Figure 1.

The effect of traumatic brain injury (TBI) on acute cytokine response, and chronic cytokine dysregulation.

(a) A TBI causes local reactive microglia/macrophages and astrocytes (b). Humoral, cellular, and neural routes (c) lead to increase in local and systemic cytokines. The profile of the different cytokines (for example, interleukin (IL)-1, IL-6, and tumor necrosis factor α (TNFα)), indicated by the blue, orange, and green dots, have slightly different temporal patterns and max amplitude, but in general, follow a similar profile. (d) The acute inflammatory response to injury results in a surge of cytokines within the first hours-to-days after injury, which can be easily detected by biomarker assays (pink box).

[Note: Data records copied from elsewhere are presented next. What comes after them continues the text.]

//! Period arithmetic tests.

use usage_alert_core::{
    error::AlertError,
    period::{fiscal_year, previous_period, Period},
};

#[test]
fn previous_period_wraps_january_to_december() {
    assert_eq!(previous_period("202501").unwrap().key(), "202412");
    assert_eq!(previous_period("202503").unwrap().key(), "202502");
    assert_eq!(previous_period("202412").unwrap().key(), "202411");
}

#[test]
fn two_steps_back_is_two_months_earlier() {
    for (key, expected) in [("202503", "202501"), ("202502", "202412"), ("202501", "202411")] {
        let p = Period::parse(key).unwrap();
        let back_two = p.previous().unwrap().previous().unwrap();
        assert_eq!(back_two.key(), expected, "two months before {key}");
    }
}

#[test]
fn fiscal_year_starts_in_october() {
    let fy = |k: &str| fiscal_year(Period::parse(k).unwrap());
    assert_eq!(fy("202501"), 2025);
    assert_eq!(fy("202410"), 2025);
    assert_eq!(fy("202409"), 2024);
    assert_eq!(fy("202412"), 2025);
}

/// Walking forward month by month, the fiscal year never decreases and
/// only increments when the month becomes 10.
#[test]
fn fiscal_year_is_monotonic_and_steps_at_october() {
    let mut prev_fy = None;
    for year in 2023..=2025 {
        for month in 1..=12 {
            let fy = Period::new(year, month).unwrap().fiscal_year();
            if let Some(p) = prev_fy {
                if month == 10 {
                    assert_eq!(fy, p + 1, "{year}-{month} should open a new fiscal year");
                } else {
                    assert_eq!(fy, p, "{year}-{month} should stay in fiscal year {p}");
                }
            }
            prev_fy = Some(fy);
        }
    }
}

#[test]
fn malformed_keys_are_rejected() {
    for bad in ["", "2025", "2025011", "20250a", "202500", "202513", "000001", "2025-1", " 20251"] {
        match previous_period(bad) {
            Err(AlertError::InvalidPeriod { input }) => assert_eq!(input, bad),
            other => panic!("expected InvalidPeriod for {bad:?}, got {other:?}"),
        }
    }
}

#[test]
fn january_of_year_one_has_no_predecessor() {
    assert!(matches!(previous_period("000101"), Err(AlertError::InvalidPeriod { .. })));
}

#[test]
fn period_serializes_as_canonical_key() {
    let p = Period::parse("202409").unwrap();
    assert_eq!(serde_json::to_string(&p).unwrap(), "\"202409\"");
    let back: Period = serde_json::from_str("\"202409\"").unwrap();
    assert_eq!(back, p);
    assert!(serde_json::from_str::<Period>("\"202413\"").is_err());
}

#[test]
fn period_from_date_uses_calendar_month() {
    let d = chrono::NaiveDate::from_ymd_opt(2025, 3, 31).unwrap();
    assert_eq!(Period::from_date(&d).unwrap().key(), "202503");
}

#[test]
fn period_from_date_rejects_years_before_one() {
    let d = chrono::NaiveDate::from_ymd_opt(0, 6, 15).unwrap();
    assert!(matches!(Period::from_date(&d), Err(AlertError::InvalidPeriod { .. })));
    let d = chrono::NaiveDate::from_ymd_opt(-44, 3, 15).unwrap();
    assert!(Period::from_date(&d).is_err());
}
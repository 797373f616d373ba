//! Packet 台账
//!
//! 只追加的 packet 存储。`append` 返回的下标即 ingest 顺序，
//! dispatch 阶段继续使用这些下标，不会失效。

use super::packet::Packet;

#[derive(Debug, Default)]
pub struct PacketLedger {
    pkts: Vec<Packet>,
}

impl PacketLedger {
    /// 追加一个 packet，返回其 ingest 下标
    pub fn append(&mut self, pkt: Packet) -> usize {
        let idx = self.pkts.len();
        self.pkts.push(pkt);
        idx
    }

    pub fn get(&self, idx: usize) -> Option<&Packet> {
        self.pkts.get(idx)
    }

    pub fn len(&self) -> usize {
        self.pkts.len()
    }

    pub fn is_empty(&self) -> bool {
        self.pkts.is_empty()
    }

    pub(crate) fn into_inner(self) -> Vec<Packet> {
        self.pkts
    }
}
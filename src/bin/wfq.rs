//! WFQ trace replay CLI.
//!
//! Reads a packet trace (stdin by default), computes the idealized WFQ
//! schedule, and prints one `<start>: <record>` line per packet in dispatch
//! order. Diagnostics go to stderr so stdout stays a pure schedule.

use std::fs::File;
use std::io::{self, BufReader, Write};
use std::path::PathBuf;
use std::process::ExitCode;

use clap::Parser;
use tracing::info;
use wfq_rs::sched::Replay;
use wfq_rs::stats::RunStats;

#[derive(Debug, Parser)]
#[command(
    name = "wfq",
    about = "Replay a packet trace through an idealized WFQ scheduler"
)]
struct Args {
    /// Read the trace from this file instead of stdin
    #[arg(long)]
    trace: Option<PathBuf>,

    /// Log a per-flow summary after the run
    #[arg(long)]
    stats: bool,

    /// Write run statistics as JSON to this file
    #[arg(long)]
    stats_json: Option<PathBuf>,
}

fn main() -> ExitCode {
    tracing_subscriber::fmt()
        .with_env_filter(
            tracing_subscriber::EnvFilter::try_from_default_env()
                .unwrap_or_else(|_| tracing_subscriber::EnvFilter::new("info")),
        )
        .with_writer(io::stderr)
        .init();

    let args = Args::parse();
    match run(&args) {
        Ok(()) => ExitCode::SUCCESS,
        Err(err) => {
            eprintln!("error: {err}");
            ExitCode::FAILURE
        }
    }
}

fn run(args: &Args) -> Result<(), Box<dyn std::error::Error>> {
    let stdout = io::stdout();
    let mut out = stdout.lock();

    let stats = match &args.trace {
        Some(path) => {
            let file =
                File::open(path).map_err(|err| format!("open {}: {err}", path.display()))?;
            Replay::run(BufReader::new(file), &mut out)?
        }
        None => Replay::run(io::stdin().lock(), &mut out)?,
    };
    out.flush()?;

    if args.stats {
        log_stats(&stats);
    }

    if let Some(path) = &args.stats_json {
        let json = serde_json::to_string_pretty(&stats)?;
        std::fs::write(path, json)
            .map_err(|err| format!("write {}: {err}", path.display()))?;
        info!(path = %path.display(), "wrote run stats");
    }

    Ok(())
}

fn log_stats(stats: &RunStats) {
    for fs in &stats.per_flow {
        info!(
            key = %fs.key,
            priority = fs.priority,
            weight = fs.weight,
            packets = fs.packets,
            bytes = fs.bytes,
            last_finish = fs.last_finish,
            "flow summary"
        );
    }
    info!(
        flows = stats.flows,
        dispatched = stats.dispatched_pkts,
        skipped = stats.skipped_lines,
        total_bytes = stats.total_bytes,
        makespan = stats.makespan,
        "run summary"
    );
}
//! Trace input format.
//!
//! One record per line. The scheduler core only ever sees the five logical
//! fields extracted here; everything else about the text stays opaque.

mod record;

pub use record::{MIN_FIELDS, RecordError, TraceRecord};
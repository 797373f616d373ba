//! Whitespace-separated trace records.
//!
//! Layout: `arrival src_addr src_port dst_addr dst_port length [weight]`.
//! Fields past the weight are ignored for parsing but kept in the payload,
//! which reproduces the original line verbatim on output.

use thiserror::Error;

use crate::flow::FlowKey;

/// Minimum number of whitespace-separated fields per record.
pub const MIN_FIELDS: usize = 6;

/// Reasons a line is rejected. A rejected line contributes nothing: no
/// flow, no packet, no output.
#[derive(Debug, Error, PartialEq, Eq)]
pub enum RecordError {
    #[error("expected at least {MIN_FIELDS} fields, got {got}")]
    TooFewFields { got: usize },
    #[error("arrival is not a non-negative integer: {field}")]
    BadArrival { field: String },
    #[error("length is not an integer: {field}")]
    BadLength { field: String },
    #[error("length must be positive")]
    ZeroLength,
}

/// One accepted trace record: the scheduler's five logical fields plus the
/// original text.
#[derive(Debug, Clone, PartialEq, Eq)]
pub struct TraceRecord {
    pub arrival: u64,
    pub length: u64,
    /// Weight override for the owning flow, if the record carries one.
    /// A seventh field that does not parse as an integer counts as absent,
    /// not as an error.
    pub weight: Option<i64>,
    pub key: FlowKey,
    /// The full record text, newline stripped.
    pub line: String,
}

impl TraceRecord {
    pub fn parse(line: &str) -> Result<TraceRecord, RecordError> {
        let fields: Vec<&str> = line.split_whitespace().collect();
        if fields.len() < MIN_FIELDS {
            return Err(RecordError::TooFewFields { got: fields.len() });
        }

        let arrival: u64 = fields[0].parse().map_err(|_| RecordError::BadArrival {
            field: fields[0].to_string(),
        })?;
        let length: u64 = fields[5].parse().map_err(|_| RecordError::BadLength {
            field: fields[5].to_string(),
        })?;
        if length == 0 {
            return Err(RecordError::ZeroLength);
        }
        let weight = fields.get(6).and_then(|f| f.parse::<i64>().ok());

        let key = FlowKey(format!(
            "{}:{}-{}:{}",
            fields[1], fields[2], fields[3], fields[4]
        ));

        Ok(TraceRecord {
            arrival,
            length,
            weight,
            key,
            line: line.to_string(),
        })
    }
}
//! Packet 类型
//!
//! 定义进入台账的 packet 及其调度参数。

/// 一条被接受的 trace 记录对应的 packet
#[derive(Debug, Clone)]
pub struct Packet {
    pub arrival: u64,
    pub length: u64,
    /// ingest 时一次性计算，之后不可变
    pub finish_tag: f64,
    /// 所属流在 ingest 时的 priority（即发现顺序下标）
    pub priority: usize,
    /// 原始记录文本，输出时原样透传
    pub payload: String,
}
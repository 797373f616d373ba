//! 流标识符
//!
//! 定义流的唯一标识符。由 trace 层构造；调度核心只把它当作
//! 可比较、可哈希的不透明值。

/// 流标识符（不透明字符串）
#[derive(Debug, Clone, PartialEq, Eq, Hash)]
pub struct FlowKey(pub String);

impl FlowKey {
    pub fn as_str(&self) -> &str {
        &self.0
    }
}
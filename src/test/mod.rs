mod replay;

After the first week post-injury (e), cytokines fall below the level of sensitivity for most biomarker assays, but potentially remain above physiological levels (green box). Compounding factors, such as psychosocial stress and infection, may result in secondary spikes in inflammatory cytokines as measured in biomarker assays (f). Regardless, of the ability to measure cytokines in biomarker assays, therapeutically targeting the chronic dysregulated cytokines during the months-to-years after injury (g), could reduce cognitive, psychological, and physical complications of a TBI. Future studies are warranted to test this prediction. However, as cytokines have essential physiological functions, it will be necessary to have selective therapeutics that restore the physiological balance of cytokines, and not pan-immune suppression.